TG: Is there a treatment for carpel tunnel syndrome? Many people, especially in our computer age, suffer from this malady. Please also tell us about Trigger Finger — what is it and can it be treated?

JK: Carpal Tunnel Syndrome is among the most common problems I see. Carpal Tunnel is compression of the median nerve as it traverses from the forearm into the hand. The carpal tunnel is a defined space with three side bones and a dense ligament forming the roof of the tunnel. When pressure increases in the space it causes the nerve to become compromised and this results in numbness to the thumb, index, middle and part of the ring finger. It can also cause weakness to the muscles at the base of the thumb, which significantly affects fine motor function.

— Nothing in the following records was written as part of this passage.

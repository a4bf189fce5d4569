//! Typed records passed between the catalog service and the core operations.
//!
//! Upstream records (`Track`, `AudioFeatures`, `AudioAnalysis`) are validated
//! when the catalog adapter builds them, so the core never deals with absent
//! fields. Derived records (`FormattedTrack`, `FeatureRange`) are what callers
//! serialize.

use crate::TrackId;
use serde::Deserialize;
use serde::Serialize;

#[derive(Debug, Clone, PartialEq, Serialize, Deserialize)]
pub struct Artist {
    pub id: Option<String>,
    pub name: String,
}

#[derive(Debug, Clone, PartialEq, Serialize, Deserialize)]
pub struct Track {
    pub id: TrackId,
    pub artists: Vec<Artist>,
    pub title: String,
    pub duration_ms: u64,
    pub preview_url: Option<String>,
}

#[derive(Debug, Clone, PartialEq, Serialize, Deserialize)]
pub struct AudioFeatures {
    pub id: TrackId,
    pub tempo: f64,
    pub danceability: f64,
    pub energy: f64,
    pub loudness: f64,
    pub valence: f64,
}

/// One slice of a track's audio analysis, times in seconds.
#[derive(Debug, Clone, Copy, PartialEq, Serialize, Deserialize)]
pub struct AnalysisSegment {
    pub start: f64,
    pub duration: f64,
    pub loudness_max: f64,
}

#[derive(Debug, Clone, PartialEq, Serialize, Deserialize)]
pub struct AudioAnalysis {
    pub track_duration_ms: f64,
    pub segments: Vec<AnalysisSegment>,
}

#[derive(Debug, Clone, PartialEq, Serialize, Deserialize)]
pub struct FormattedFeatures {
    pub tempo: f64,
    pub danceability: f64,
    pub energy: f64,
    pub loudness: f64,
    pub mood: f64,
}

/// Public output shape of a track together with its features.
#[derive(Debug, Clone, PartialEq, Serialize, Deserialize)]
pub struct FormattedTrack {
    pub id: TrackId,
    pub artists: Vec<String>,
    pub song: String,
    pub length_ms: u64,
    pub preview_url: Option<String>,
    pub features: FormattedFeatures,
}

#[derive(Debug, Clone, Copy, PartialEq, Serialize, Deserialize)]
pub struct DimensionRange {
    pub min: f64,
    pub max: f64,
    pub average: f64,
}

/// Per-axis envelope over a set of audio features.
#[derive(Debug, Clone, Copy, PartialEq, Serialize, Deserialize)]
pub struct FeatureRange {
    pub tempo: DimensionRange,
    pub danceability: DimensionRange,
    pub energy: DimensionRange,
}

#[derive(Debug, Clone, Copy, PartialEq, Serialize, Deserialize)]
pub struct FeatureTarget {
    pub target: f64,
    pub min: Option<f64>,
    pub max: Option<f64>,
}

impl FeatureTarget {
    pub fn exact(value: f64) -> Self {
        Self {
            target: value,
            min: None,
            max: None,
        }
    }

    pub fn within(range: &DimensionRange) -> Self {
        Self {
            target: range.average,
            min: Some(range.min),
            max: Some(range.max),
        }
    }
}

#[derive(Debug, Clone, Copy, PartialEq, Serialize, Deserialize)]
pub struct FeatureTargets {
    pub tempo: FeatureTarget,
    pub danceability: FeatureTarget,
    pub energy: FeatureTarget,
}

impl FeatureTargets {
    /// Point targets taken straight from one track's features.
    pub fn exact(features: &AudioFeatures) -> Self {
        Self {
            tempo: FeatureTarget::exact(features.tempo),
            danceability: FeatureTarget::exact(features.danceability),
            energy: FeatureTarget::exact(features.energy),
        }
    }

    /// Average as target, bounded by min and max.
    pub fn within(range: &FeatureRange) -> Self {
        Self {
            tempo: FeatureTarget::within(&range.tempo),
            danceability: FeatureTarget::within(&range.danceability),
            energy: FeatureTarget::within(&range.energy),
        }
    }
}

#[derive(Debug, Clone, PartialEq, Serialize, Deserialize)]
pub struct RecommendationRequest {
    pub seed_track_ids: Vec<TrackId>,
    pub limit: u32,
    pub targets: Option<FeatureTargets>,
}

impl RecommendationRequest {
    pub fn new(seed_track_ids: Vec<TrackId>, limit: u32) -> Self {
        Self {
            seed_track_ids,
            limit,
            targets: None,
        }
    }

    pub fn with_targets(mut self, targets: FeatureTargets) -> Self {
        self.targets = Some(targets);
        self
    }
}
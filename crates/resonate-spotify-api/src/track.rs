use serde::Deserialize;
use serde::Serialize;

/// https://developer.spotify.com/documentation/web-api/reference/get-track
///
/// Local files come back without an id, and simplified track objects omit
/// `album` and `popularity`.
#[derive(Default, Debug, Clone, PartialEq, Serialize, Deserialize)]
pub struct Track {
    pub album: Option<Album>,
    pub artists: Vec<Artist>,
    pub duration_ms: u64,
    #[serde(default)]
    pub explicit: bool,
    pub id: Option<String>,
    pub name: String,
    pub popularity: Option<i64>,
    pub preview_url: Option<String>,
    #[serde(default)]
    pub is_local: bool,
}

#[derive(Default, Debug, Clone, PartialEq, Serialize, Deserialize)]
pub struct Album {
    pub id: Option<String>,
    pub name: String,
    #[serde(default)]
    pub images: Vec<Image>,
}

#[derive(Default, Debug, Clone, PartialEq, Serialize, Deserialize)]
pub struct Image {
    pub url: String,
    pub height: Option<i64>,
    pub width: Option<i64>,
}

#[derive(Default, Debug, Clone, PartialEq, Serialize, Deserialize)]
pub struct Artist {
    pub id: Option<String>,
    pub name: String,
}

/// https://developer.spotify.com/documentation/web-api/reference/get-several-tracks
#[derive(Default, Debug, Clone, PartialEq, Serialize, Deserialize)]
pub struct SeveralTracks {
    pub tracks: Vec<Option<Track>>,
}
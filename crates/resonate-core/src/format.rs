use crate::CoreError;
use crate::error::Result;
use crate::model::AudioFeatures;
use crate::model::FormattedFeatures;
use crate::model::FormattedTrack;
use crate::model::Track;

/// Merge a track and its features into the public output shape.
///
/// `valence` is published as `mood`; every other number is passed through as is.
pub fn format_track(track: &Track, features: &AudioFeatures) -> Result<FormattedTrack> {
    if track.id != features.id {
        return Err(CoreError::upstream_data(format!(
            "audio features for {} returned for track {}",
            features.id, track.id
        )));
    }
    Ok(FormattedTrack {
        id: track.id.clone(),
        artists: track.artists.iter().map(|a| a.name.clone()).collect(),
        song: track.title.clone(),
        length_ms: track.duration_ms,
        preview_url: track.preview_url.clone(),
        features: FormattedFeatures {
            tempo: features.tempo,
            danceability: features.danceability,
            energy: features.energy,
            loudness: features.loudness,
            mood: features.valence,
        },
    })
}

/// Format tracks against features fetched for the same ids, in the same order.
pub fn format_aligned(tracks: &[Track], features: &[AudioFeatures]) -> Result<Vec<FormattedTrack>> {
    if tracks.len() != features.len() {
        return Err(CoreError::upstream_data(format!(
            "expected audio features for {} tracks, got {}",
            tracks.len(),
            features.len()
        )));
    }
    tracks
        .iter()
        .zip(features)
        .map(|(track, features)| format_track(track, features))
        .collect()
}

    Patients with Carpal Tunnel Syndrome often require an EMG/Nerve conduction study to objectively evaluate their complaints. Treatment can include a variety of non-operative measures as well as carpal tunnel release surgery, which has a very high success rate in improving symptoms and preventing them from worsening or recurring over time.     

Trigger finger is another common problem I often treat in my office. Trigger finger results from inflammation and catching as the flexor tendon glides through the sheath and first pulley that keeps the tendons adjacent to the bone. In a trigger finger, the tendon becomes inflamed and catches at the first pulley creating a mechanical block, like a truck that’s too big to fit through a tunnel. The solution is to make the truck smaller with a steroid injection or, if that does not solve the problem, I can permanently make the tunnel bigger with a small outpatient procedure to release just the first pulley. Trigger finger release surgery is very effective with high patient satisfaction and minimal down time.  

TG: What separates a hand surgeon from an orthopedic surgeon or plastic surgeon? 

JK: Hand surgeons are typically orthopedic or plastic surgeons who do additional fellowship training specifically in hand surgery. The hand is an extremely complex area anatomically. I tell patients the hand is like Manhattan, lots of expensive real estate in a small area. I believe subspecialization allows for more accurate diagnosis, improved treatment options, more effective therapy and overall improved outcomes.